-- Action item --
Return the whole of the data exactly.

-- Stored data --

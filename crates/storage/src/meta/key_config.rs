//! Primary key strategies.

use serde::{Deserialize, Serialize};
use serde_json::Value;

use crate::meta::{Attr, AttrType};
use crate::types::Item;

const SEPARATOR: char = '/';

/// How a storage extracts and assigns the primary key of an item.
///
/// Keys are always strings at the API surface. For every strategy
/// `get_key(set_key(item, k)) == k`.
#[derive(Debug, Clone, PartialEq, Eq, Serialize, Deserialize)]
#[serde(tag = "kind", rename_all = "snake_case")]
pub enum KeyConfig {
    /// The key is the string form of one attribute.
    Attr {
        /// Key attribute.
        attr_name: String,
    },
    /// Like `Attr`, but a random UUID is generated when the attribute is absent.
    Uuid {
        /// Key attribute.
        attr_name: String,
    },
    /// The key joins several attributes with `/`, escaping each component.
    Composite {
        /// Key attributes, in key order.
        attr_names: Vec<String>,
    },
}

impl KeyConfig {
    /// Key taken from a single attribute.
    pub fn attr(attr_name: impl Into<String>) -> Self {
        KeyConfig::Attr {
            attr_name: attr_name.into(),
        }
    }

    /// UUID key generated on create.
    pub fn uuid(attr_name: impl Into<String>) -> Self {
        KeyConfig::Uuid {
            attr_name: attr_name.into(),
        }
    }

    /// Composite key over several attributes.
    pub fn composite<I, S>(attr_names: I) -> Self
    where
        I: IntoIterator<Item = S>,
        S: Into<String>,
    {
        KeyConfig::Composite {
            attr_names: attr_names.into_iter().map(Into::into).collect(),
        }
    }

    /// Returns the names of the attributes making up the key.
    pub fn attr_names(&self) -> Vec<&str> {
        match self {
            KeyConfig::Attr { attr_name } | KeyConfig::Uuid { attr_name } => {
                vec![attr_name.as_str()]
            }
            KeyConfig::Composite { attr_names } => attr_names.iter().map(String::as_str).collect(),
        }
    }

    /// Returns true if `name` is part of the key.
    pub fn is_key_attr(&self, name: &str) -> bool {
        self.attr_names().contains(&name)
    }

    /// Returns true if the key is generated when absent.
    pub fn generates_key(&self) -> bool {
        matches!(self, KeyConfig::Uuid { .. })
    }

    /// Assigns a generated key to the item if this strategy generates one.
    pub fn generate_key(&self, item: &mut Item) {
        if let KeyConfig::Uuid { attr_name } = self {
            let missing = item.get(attr_name).is_none_or(Value::is_null);
            if missing {
                item.insert(
                    attr_name.clone(),
                    Value::String(uuid::Uuid::new_v4().to_string()),
                );
            }
        }
    }

    /// Extracts the key from an item; `None` if any key attribute is absent.
    pub fn get_key(&self, item: &Item) -> Option<String> {
        match self {
            KeyConfig::Attr { attr_name } | KeyConfig::Uuid { attr_name } => {
                item.get(attr_name).and_then(key_component)
            }
            KeyConfig::Composite { attr_names } => {
                let parts = attr_names
                    .iter()
                    .map(|name| item.get(name).and_then(key_component).map(|c| escape(&c)))
                    .collect::<Option<Vec<_>>>()?;
                Some(parts.join(&SEPARATOR.to_string()))
            }
        }
    }

    /// Converts a key back into typed key attribute values.
    ///
    /// Returns `None` if the key cannot be parsed for the attribute types.
    pub fn key_values(&self, key: &str, attrs: &[Attr]) -> Option<Item> {
        let names = self.attr_names();
        let components: Vec<String> = match self {
            KeyConfig::Composite { .. } => key.split(SEPARATOR).map(unescape).collect(),
            _ => vec![key.to_string()],
        };
        if components.len() != names.len() {
            return None;
        }

        let mut values = Item::new();
        for (name, component) in names.into_iter().zip(components) {
            let attr_type = attrs
                .iter()
                .find(|a| a.name == name)
                .map(Attr::attr_type)
                .unwrap_or(AttrType::String);
            values.insert(name.to_string(), typed_component(&component, attr_type)?);
        }
        Some(values)
    }

    /// Writes the key attributes for `key` into the item.
    pub fn set_key(&self, key: &str, item: &mut Item, attrs: &[Attr]) -> bool {
        match self.key_values(key, attrs) {
            Some(values) => {
                item.extend(values);
                true
            }
            None => false,
        }
    }
}

fn key_component(value: &Value) -> Option<String> {
    match value {
        Value::String(s) => Some(s.clone()),
        Value::Number(n) => Some(n.to_string()),
        Value::Bool(b) => Some(b.to_string()),
        _ => None,
    }
}

fn typed_component(component: &str, attr_type: AttrType) -> Option<Value> {
    match attr_type {
        AttrType::Int => component.parse::<i64>().ok().map(Value::from),
        AttrType::Float => component
            .parse::<f64>()
            .ok()
            .and_then(serde_json::Number::from_f64)
            .map(Value::Number),
        AttrType::Bool => component.parse::<bool>().ok().map(Value::Bool),
        _ => Some(Value::String(component.to_string())),
    }
}

fn escape(component: &str) -> String {
    component.replace('%', "%25").replace(SEPARATOR, "%2F")
}

fn unescape(component: &str) -> String {
    component.replace("%2F", "/").replace("%25", "%")
}

#[cfg(test)]
mod tests {
    use super::*;
    use serde_json::json;

    fn item(value: Value) -> Item {
        value.as_object().cloned().unwrap()
    }

    #[test]
    fn test_attr_key_round_trip_keeps_type() {
        let attrs = vec![Attr::int("id")];
        let config = KeyConfig::attr("id");

        let mut target = Item::new();
        assert!(config.set_key("42", &mut target, &attrs));
        assert_eq!(target["id"], json!(42));
        assert_eq!(config.get_key(&target).as_deref(), Some("42"));

        assert!(!config.set_key("forty-two", &mut Item::new(), &attrs));
    }

    #[test]
    fn test_composite_key_escapes_separator() {
        let attrs = vec![Attr::string("customer_id"), Attr::int("order_no")];
        let config = KeyConfig::composite(["customer_id", "order_no"]);

        let source = item(json!({"customer_id": "a/b%c", "order_no": 7}));
        let key = config.get_key(&source).unwrap();
        assert_eq!(key, "a%2Fb%25c/7");

        let mut target = Item::new();
        assert!(config.set_key(&key, &mut target, &attrs));
        assert_eq!(target, source);
        assert_eq!(config.get_key(&target).unwrap(), key);
    }

    #[test]
    fn test_missing_key_attr() {
        let config = KeyConfig::composite(["a", "b"]);
        assert!(config.get_key(&item(json!({"a": "x"}))).is_none());
    }

    #[test]
    fn test_uuid_generation_only_when_absent() {
        let config = KeyConfig::uuid("id");
        let mut generated = Item::new();
        config.generate_key(&mut generated);
        assert!(uuid::Uuid::parse_str(generated["id"].as_str().unwrap()).is_ok());

        let mut explicit = item(json!({"id": "mine"}));
        config.generate_key(&mut explicit);
        assert_eq!(explicit["id"], json!("mine"));
    }
}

-- Reply --
filename crates/storage/src/meta/key_config.rs
//! Primary key strategies.

use serde::{Deserialize, Serialize};
use serde_json::Value;

use crate::meta::{Attr, AttrType};
use crate::types::Item;

const SEPARATOR: char = '/';

/// How a storage extracts and assigns the primary key of an item.
///
/// Keys are always strings at the API surface. For every strategy
/// `get_key(set_key(item, k)) == k`.
#[derive(Debug, Clone, PartialEq, Eq, Serialize, Deserialize)]
#[serde(tag = "kind", rename_all = "snake_case")]
pub enum KeyConfig {
    /// The key is the string form of one attribute.
    Attr {
        /// Key attribute.
        attr_name: String,
    },
    /// Like `Attr`, but a random UUID is generated when the attribute is absent.
    Uuid {
        /// Key attribute.
        attr_name: String,
    },
    /// The key joins several attributes with `/`, escaping each component.
    Composite {
        /// Key attributes, in key order.
        attr_names: Vec<String>,
    },
}

impl KeyConfig {
    /// Key taken from a single attribute.
    pub fn attr(attr_name: impl Into<String>) -> Self {
        KeyConfig::Attr {
            attr_name: attr_name.into(),
        }
    }

    /// UUID key generated on create.
    pub fn uuid(attr_name: impl Into<String>) -> Self {
        KeyConfig::Uuid {
            attr_name: attr_name.into(),
        }
    }

    /// Composite key over several attributes.
    pub fn composite<I, S>(attr_names: I) -> Self
    where
        I: IntoIterator<Item = S>,
        S: Into<String>,
    {
        KeyConfig::Composite {
            attr_names: attr_names.into_iter().map(Into::into).collect(),
        }
    }

    /// Returns the names of the attributes making up the key.
    pub fn attr_names(&self) -> Vec<&str> {
        match self {
            KeyConfig::Attr { attr_name } | KeyConfig::Uuid { attr_name } => {
                vec![attr_name.as_str()]
            }
            KeyConfig::Composite { attr_names } => attr_names.iter().map(String::as_str).collect(),
        }
    }

    /// Returns true if `name` is part of the key.
    pub fn is_key_attr(&self, name: &str) -> bool {
        self.attr_names().contains(&name)
    }

    /// Returns true if the key is generated when absent.
    pub fn generates_key(&self) -> bool {
        matches!(self, KeyConfig::Uuid { .. })
    }

    /// Assigns a generated key to the item if this strategy generates one.
    pub fn generate_key(&self, item: &mut Item) {
        if let KeyConfig::Uuid { attr_name } = self {
            let missing = item.get(attr_name).is_none_or(Value::is_null);
            if missing {
                item.insert(
                    attr_name.clone(),
                    Value::String(uuid::Uuid::new_v4().to_string()),
                );
            }
        }
    }

    /// Extracts the key from an item; `None` if any key attribute is absent.
    pub fn get_key(&self, item: &Item) -> Option<String> {
        match self {
            KeyConfig::Attr { attr_name } | KeyConfig::Uuid { attr_name } => {
                item.get(attr_name).and_then(key_component)
            }
            KeyConfig::Composite { attr_names } => {
                let parts = attr_names
                    .iter()
                    .map(|name| item.get(name).and_then(key_component).map(|c| escape(&c)))
                    .collect::<Option<Vec<_>>>()?;
                Some(parts.join(&SEPARATOR.to_string()))
            }
        }
    }

    /// Converts a key back into typed key attribute values.
    ///
    /// Returns `None` if the key cannot be parsed for the attribute types.
    pub fn key_values(&self, key: &str, attrs: &[Attr]) -> Option<Item> {
        let names = self.attr_names();
        let components: Vec<String> = match self {
            KeyConfig::Composite { .. } => key.split(SEPARATOR).map(unescape).collect(),
            _ => vec![key.to_string()],
        };
        if components.len() != names.len() {
            return None;
        }

        let mut values = Item::new();
        for (name, component) in names.into_iter().zip(components) {
            let attr_type = attrs
                .iter()
                .find(|a| a.name == name)
                .map(Attr::attr_type)
                .unwrap_or(AttrType::String);
            values.insert(name.to_string(), typed_component(&component, attr_type)?);
        }
        Some(values)
    }

    /// Writes the key attributes for `key` into the item.
    pub fn set_key(&self, key: &str, item: &mut Item, attrs: &[Attr]) -> bool {
        match self.key_values(key, attrs) {
            Some(values) => {
                item.extend(values);
                true
            }
            None => false,
        }
    }
}

fn key_component(value: &Value) -> Option<String> {
    match value {
        Value::String(s) => Some(s.clone()),
        Value::Number(n) => Some(n.to_string()),
        Value::Bool(b) => Some(b.to_string()),
        _ => None,
    }
}

fn typed_component(component: &str, attr_type: AttrType) -> Option<Value> {
    match attr_type {
        AttrType::Int => component.parse::<i64>().ok().map(Value::from),
        AttrType::Float => component
            .parse::<f64>()
            .ok()
            .and_then(serde_json::Number::from_f64)
            .map(Value::Number),
        AttrType::Bool => component.parse::<bool>().ok().map(Value::Bool),
        _ => Some(Value::String(component.to_string())),
    }
}

fn escape(component: &str) -> String {
    component.replace('%', "%25").replace(SEPARATOR, "%2F")
}

fn unescape(component: &str) -> String {
    component.replace("%2F", "/").replace("%25", "%")
}

#[cfg(test)]
mod tests {
    use super::*;
    use serde_json::json;

    fn item(value: Value) -> Item {
        value.as_object().cloned().unwrap()
    }

    #[test]
    fn test_attr_key_round_trip_keeps_type() {
        let attrs = vec![Attr::int("id")];
        let config = KeyConfig::attr("id");

        let mut target = Item::new();
        assert!(config.set_key("42", &mut target, &attrs));
        assert_eq!(target["id"], json!(42));
        assert_eq!(config.get_key(&target).as_deref(), Some("42"));

        assert!(!config.set_key("forty-two", &mut Item::new(), &attrs));
    }

    #[test]
    fn test_composite_key_escapes_separator() {
        let attrs = vec![Attr::string("customer_id"), Attr::int("order_no")];
        let config = KeyConfig::composite(["customer_id", "order_no"]);

        let source = item(json!({"customer_id": "a/b%c", "order_no": 7}));
        let key = config.get_key(&source).unwrap();
        assert_eq!(key, "a%2Fb%25c/7");

        let mut target = Item::new();
        assert!(config.set_key(&key, &mut target, &attrs));
        assert_eq!(target, source);
        assert_eq!(config.get_key(&target).unwrap(), key);
    }

    #[test]
    fn test_missing_key_attr() {
        let config = KeyConfig::composite(["a", "b"]);
        assert!(config.get_key(&item(json!({"a": "x"}))).is_none());
    }

    #[test]
    fn test_uuid_generation_only_when_absent() {
        let config = KeyConfig::uuid("id");
        let mut generated = Item::new();
        config.generate_key(&mut generated);
        assert!(uuid::Uuid::parse_str(generated["id"].as_str().unwrap()).is_ok());

        let mut explicit = item(json!({"id": "mine"}));
        config.generate_key(&mut explicit);
        assert_eq!(explicit["id"], json!("mine"));
    }
}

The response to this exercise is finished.